MATERIAL PROVIDED: Begin
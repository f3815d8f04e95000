//! Shared collaborators handed to every orchestration component.

use crate::cache::{IntegrationCache, NamespacedCache};
use crate::config::WorkerConfig;
use crate::database::StreamStore;
use crate::messaging::{DataSinkEmitter, DataWorkerEmitter, RunWorkerEmitter, StreamWorkerEmitter};
use crate::registry::ProcessorRegistry;
use std::sync::Arc;
use uuid::Uuid;

#[derive(Clone)]
pub struct WorkerServices {
    pub store: Arc<dyn StreamStore>,
    pub stream_emitter: Arc<dyn StreamWorkerEmitter>,
    pub data_emitter: Arc<dyn DataWorkerEmitter>,
    pub run_emitter: Arc<dyn RunWorkerEmitter>,
    pub sink_emitter: Arc<dyn DataSinkEmitter>,
    pub cache: Arc<dyn IntegrationCache>,
    pub registry: Arc<ProcessorRegistry>,
    pub config: Arc<WorkerConfig>,
}

impl std::fmt::Debug for WorkerServices {
    fn fmt(&self, f: &mut std::fmt::Formatter<'_>) -> std::fmt::Result {
        f.debug_struct("WorkerServices")
            .field("registry", &self.registry)
            .field("cache", &self.cache.provider_name())
            .finish()
    }
}

impl WorkerServices {
    /// Wire every emitter role to the same emitter
    pub fn with_emitter<E>(
        store: Arc<dyn StreamStore>,
        emitter: Arc<E>,
        cache: Arc<dyn IntegrationCache>,
        registry: Arc<ProcessorRegistry>,
        config: Arc<WorkerConfig>,
    ) -> Self
    where
        E: StreamWorkerEmitter + DataWorkerEmitter + RunWorkerEmitter + DataSinkEmitter + 'static,
    {
        Self {
            store,
            stream_emitter: emitter.clone(),
            data_emitter: emitter.clone(),
            run_emitter: emitter.clone(),
            sink_emitter: emitter,
            cache,
            registry,
            config,
        }
    }

    pub(crate) fn namespaced_cache(&self, tenant_id: Uuid, platform: &str) -> NamespacedCache {
        NamespacedCache::new(
            self.cache.clone(),
            tenant_id,
            platform,
            self.config.cache_ttl(),
        )
    }

    pub(crate) fn global_cache(&self) -> NamespacedCache {
        NamespacedCache::global(self.cache.clone(), self.config.cache_ttl())
    }

    pub(crate) fn integration_cache(&self, integration_id: Uuid) -> NamespacedCache {
        NamespacedCache::for_integration(self.cache.clone(), integration_id, self.config.cache_ttl())
    }
}
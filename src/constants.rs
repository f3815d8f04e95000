//! # System Constants
//!
//! Error locations, default queue names and other fixed values shared by the
//! stream and data stages.

/// Locations recorded in the `location` field of persisted structured errors.
pub mod locations {
    pub const CHECK_STREAM_PROCESSOR: &str = "check-stream-int-service";
    pub const CHECK_WEBHOOK_STREAM_PROCESSOR: &str = "check-webhook-stream-int-service";
    pub const CHECK_DATA_PROCESSOR: &str = "check-data-int-service";
    pub const STREAM_PROCESS: &str = "stream-process";
    pub const WEBHOOK_STREAM_PROCESS: &str = "webhook-stream-process";
    pub const DATA_PROCESS: &str = "integration-data-processing";
    pub const STREAM_ABORT: &str = "stream-abort";
    pub const WEBHOOK_STREAM_ABORT: &str = "webhook-stream-abort";
    pub const DATA_ABORT: &str = "data-abort";
    pub const STREAM_RUN_ABORT: &str = "stream-run-abort";
    pub const DATA_RUN_ABORT: &str = "data-run-abort";
    pub const STREAM_RUN_STOP: &str = "stream-run-stop";
    pub const PUBLISH_CHILD_STREAM: &str = "run-publish-child-stream";
    pub const PUBLISH_STREAM_DATA: &str = "run-publish-stream-data";
    pub const PUBLISH_RESULT: &str = "data-publish-result";
    pub const UPDATE_SETTINGS: &str = "run-stream-update-settings";
    pub const UPDATE_TOKEN: &str = "run-stream-update-token";
    pub const UPDATE_REFRESH_TOKEN: &str = "run-stream-update-refresh-token";
    pub const SET_VISIBILITY_TIMEOUT: &str = "stream-set-visibility-timeout";
}

/// Distinguishing codes for contract violations and other unit-fatal errors.
pub mod error_codes {
    pub const NO_PROCESSOR: &str = "no_processor";
    pub const INVALID_SCOPE: &str = "invalid_scope";
    pub const FAN_OUT_LIMIT: &str = "fan_out_limit";
    pub const RATE_LIMIT: &str = "rate_limit";
    pub const PROCESSOR_FAILURE: &str = "processor_failure";
    pub const CALLBACK_FAILURE: &str = "callback_failure";
}

/// Default queue names
pub mod queues {
    pub const STREAM_QUEUE: &str = "integration_stream_worker";
    pub const DATA_QUEUE: &str = "integration_data_worker";
    pub const RUN_QUEUE: &str = "integration_run_worker";
    pub const DATA_SINK_QUEUE: &str = "data_sink_worker";
}

pub mod system {
    /// Linear backoff step between stream retries
    pub const RETRY_BACKOFF_STEP_SECONDS: i64 = 15 * 60;

    pub const DEFAULT_MAX_STREAM_RETRIES: i32 = 5;

    /// Upper bound on how long a processor-reported rate limit may pause work
    pub const MAX_RATE_LIMIT_PAUSE_SECONDS: i64 = 7 * 24 * 60 * 60;

    /// Page size when re-emitting pending data units of a run
    pub const CONTINUE_RUN_DATA_PAGE_SIZE: i64 = 100;

    /// Lifetime of a concurrent-request counter, so slots leaked by a crashed
    /// worker are eventually returned
    pub const CONCURRENT_REQUEST_SLOT_TTL_SECONDS: u64 = 60 * 60;

    pub const CONCURRENT_REQUEST_POLL_INTERVAL_MS: u64 = 100;

    /// How long a request waits for a free concurrent slot before failing
    pub const CONCURRENT_REQUEST_MAX_WAIT_SECONDS: u64 = 60;

    /// Page size when re-emitting pending streams of a run
    pub const CONTINUE_RUN_STREAMS_PAGE_SIZE: i64 = 20;

    /// Webhook type recorded for webhooks synthesized by `publish_stream` on a
    /// webhook-scoped stream
    pub const GENERATED_WEBHOOK_TYPE: &str = "CROWD_GENERATED";

    /// Integration status that makes the core skip and delete pending work
    pub const INTEGRATION_NEEDS_RECONNECT: &str = "needs-reconnect";
}
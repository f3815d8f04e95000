//! # Data Model
//!
//! Integration, run, stream, data unit, result and webhook rows, plus the
//! joined "processing info" rows the orchestrators load before invoking a
//! platform processor.

pub mod data_unit;
pub mod integration;
pub mod result;
pub mod run;
pub mod stream;
pub mod structured_error;
pub mod webhook;

pub use data_unit::{DataUnit, ProcessableData};
pub use integration::{merge_settings, Integration, IntegrationSnapshot};
pub use result::{ActivityData, IntegrationResult, NewIntegrationResult, ResultType};
pub use run::IntegrationRun;
pub use stream::{
    ChildStreamInsert, IntegrationStream, NewStream, ProcessableStream, StreamScope, StreamType,
};
pub use structured_error::StructuredError;
pub use webhook::IncomingWebhook;

use crate::state_machine::RunState;
use serde::{Deserialize, Serialize};

/// Run columns joined onto a stream or data unit
#[derive(Debug, Clone, PartialEq, Serialize, Deserialize)]
pub struct RunSnapshot {
    pub id: uuid::Uuid,
    pub state: RunState,
    pub onboarding: bool,
}

/// Stream joined with its integration and (for run-scoped streams) its run
#[derive(Debug, Clone, PartialEq, Serialize, Deserialize)]
pub struct StreamProcessingInfo {
    pub stream: IntegrationStream,
    pub integration: Integration,
    pub run: Option<RunSnapshot>,
}

impl StreamProcessingInfo {
    pub fn onboarding(&self) -> bool {
        self.run.as_ref().map(|run| run.onboarding).unwrap_or(false)
    }
}

/// Data unit joined with its integration and (for run-scoped units) its run
#[derive(Debug, Clone, PartialEq, Serialize, Deserialize)]
pub struct DataProcessingInfo {
    pub data: DataUnit,
    pub integration: Integration,
    pub run: Option<RunSnapshot>,
}

impl DataProcessingInfo {
    /// Webhook-originated data has no run and is treated as onboarding
    pub fn onboarding(&self) -> bool {
        self.run.as_ref().map(|run| run.onboarding).unwrap_or(true)
    }
}
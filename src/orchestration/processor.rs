//! # Platform Processor Interface
//!
//! A [`PlatformProcessor`] is the per-platform plug-in that knows how to fetch
//! one page of raw data (`process_stream`) and how to turn one raw payload into
//! canonical results (`process_data`). It reports everything else through the
//! context it is handed and signals failure through [`ProcessorError`], which
//! the retry policy classifies.

use super::context::{DataContext, StreamContext};
use crate::constants::error_codes;
use crate::error::IntegrationStreamError;
use crate::models::StructuredError;
use async_trait::async_trait;
use thiserror::Error;

#[derive(Debug, Error)]
pub enum ProcessorError {
    /// The platform asked us to back off; pauses the whole run
    #[error("Rate limited, reset in {reset_seconds}s")]
    RateLimit { reset_seconds: i64 },

    /// Any processor-side failure; retried with backoff
    #[error("{message}")]
    Failed {
        message: String,
        stack: Option<String>,
    },

    /// A context callback failed to persist or emit; the run is already
    /// stopped when this surfaces
    #[error("Callback failed at {location}: {message}")]
    Callback { location: String, message: String },

    #[error("Contract violation [{code}]: {message}")]
    ContractViolation { code: String, message: String },
}

impl ProcessorError {
    pub fn rate_limit(reset_seconds: i64) -> Self {
        Self::RateLimit { reset_seconds }
    }

    pub fn failed(message: impl Into<String>) -> Self {
        Self::Failed {
            message: message.into(),
            stack: None,
        }
    }

    pub fn callback(location: impl Into<String>, message: impl Into<String>) -> Self {
        Self::Callback {
            location: location.into(),
            message: message.into(),
        }
    }

    pub fn error_code(&self) -> &str {
        match self {
            Self::RateLimit { .. } => error_codes::RATE_LIMIT,
            Self::Failed { .. } => error_codes::PROCESSOR_FAILURE,
            Self::Callback { .. } => error_codes::CALLBACK_FAILURE,
            Self::ContractViolation { code, .. } => code,
        }
    }

    fn stack(&self) -> Option<String> {
        match self {
            Self::Failed { stack, .. } => stack.clone(),
            _ => None,
        }
    }

    /// Structured payload persisted on the unit when this error is recorded
    pub fn to_structured(
        &self,
        location: &str,
        message: &str,
        metadata: Option<serde_json::Value>,
    ) -> StructuredError {
        StructuredError::new(location, message)
            .with_metadata(metadata)
            .with_error_message(self.to_string())
            .with_error_stack(self.stack())
            .with_code(self.error_code())
    }
}

impl From<anyhow::Error> for ProcessorError {
    fn from(err: anyhow::Error) -> Self {
        Self::Failed {
            message: err.to_string(),
            stack: Some(format!("{err:?}")),
        }
    }
}

impl From<IntegrationStreamError> for ProcessorError {
    fn from(err: IntegrationStreamError) -> Self {
        match err {
            IntegrationStreamError::ContractViolation { code, message } => {
                Self::ContractViolation { code, message }
            }
            other => Self::failed(other.to_string()),
        }
    }
}

/// Per-platform fetch and transform logic.
///
/// Implementations must be stateless across invocations; everything an
/// invocation needs arrives through its context.
#[async_trait]
pub trait PlatformProcessor: Send + Sync {
    /// Platform type this processor is registered under
    fn platform(&self) -> &str;

    /// Fetch one page or unit of raw data
    async fn process_stream(&self, ctx: &StreamContext) -> Result<(), ProcessorError>;

    /// Transform one raw payload into canonical results
    async fn process_data(&self, ctx: &DataContext) -> Result<(), ProcessorError>;
}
MATERIAL PROVIDED: End
For the entries above, give only the number of lines that contain the word "WorkerServices".

COMPLETED TASK
4